Tbrh · 30/04/2025 10:25

Sorry haven't rtft, why is it even relevant. Who even asks these things? If she wants to tell you, she will. Also, people say congratulations not to assume it was easy (anyone who has had a baby, or seen it, knows its not), but to congratulate you for having the baby and surviving! I agree with PP your friend sounds uptight.

Insidelaurashed · 30/04/2025 10:25

You could always send a 'congratulations baby is gorgeous, I know birth really takes a toll on your body so hope you are doing okay too X, can't wait to catch up' sort of message.

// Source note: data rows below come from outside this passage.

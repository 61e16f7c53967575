use std::collections::HashMap;
use std::hash::Hash;
use std::sync::{Arc, RwLock};

/// Handlers registered per message or event kind. Dispatch snapshots the
/// list so handlers can register more handlers without deadlocking.
pub struct HandlerTable<K, H: ?Sized> {
    handlers: RwLock<HashMap<K, Vec<Arc<H>>>>,
}

impl<K, H> HandlerTable<K, H>
where
    K: Eq + Hash + Copy,
    H: ?Sized,
{
    pub fn new() -> Self {
        Self {
            handlers: RwLock::new(HashMap::new()),
        }
    }

    pub fn register(&self, kind: K, handler: Arc<H>) {
        let mut handlers = self
            .handlers
            .write()
            .unwrap_or_else(|poisoned| poisoned.into_inner());
        handlers.entry(kind).or_default().push(handler);
    }

    pub fn handlers_for(&self, kind: K) -> Vec<Arc<H>> {
        let handlers = self
            .handlers
            .read()
            .unwrap_or_else(|poisoned| poisoned.into_inner());
        handlers.get(&kind).cloned().unwrap_or_default()
    }

    pub fn count(&self, kind: K) -> usize {
        self.handlers_for(kind).len()
    }
}

impl<K, H> Default for HandlerTable<K, H>
where
    K: Eq + Hash + Copy,
    H: ?Sized,
{
    fn default() -> Self {
        Self::new()
    }
}

#[cfg(test)]
mod tests {
    use super::*;

    trait Greeter: Send + Sync {
        fn greet(&self) -> &'static str;
    }

    struct Hello;
    impl Greeter for Hello {
        fn greet(&self) -> &'static str {
            "hello"
        }
    }

    #[test]
    fn handlers_are_keyed_by_kind() {
        let table: HandlerTable<u8, dyn Greeter> = HandlerTable::new();
        table.register(1, Arc::new(Hello));
        table.register(1, Arc::new(Hello));

        assert_eq!(table.count(1), 2);
        assert_eq!(table.count(2), 0);
        assert!(table.handlers_for(1).iter().all(|h| h.greet() == "hello"));
    }
}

Peacepleaselouise · 30/04/2025 10:26

chattychatchatty · 30/04/2025 10:16

I really don’t think you need to know anything about the birth at this point. “Congratulations, can’t wait to see you and meet the baby, hope you’re recovering and getting some sleep” is surely enough?
I’ve never met anyone who finds “Congratulations” triggering. She must hate card shops. I get what she means about ‘no one thinks about the Mum’s experience” because of what she went through - but it’s just standard how people talk to each other; people are trying to be nice and I’d take it in the spirit in which it’s intended.

Edited

She isn’t being weird. If you had the most awful and traumatic experience of your life, potentially incontinent and in agony “congratulations” feels a tad odd…. like saying congratulations to someone who has just had a risky operation that went wrong….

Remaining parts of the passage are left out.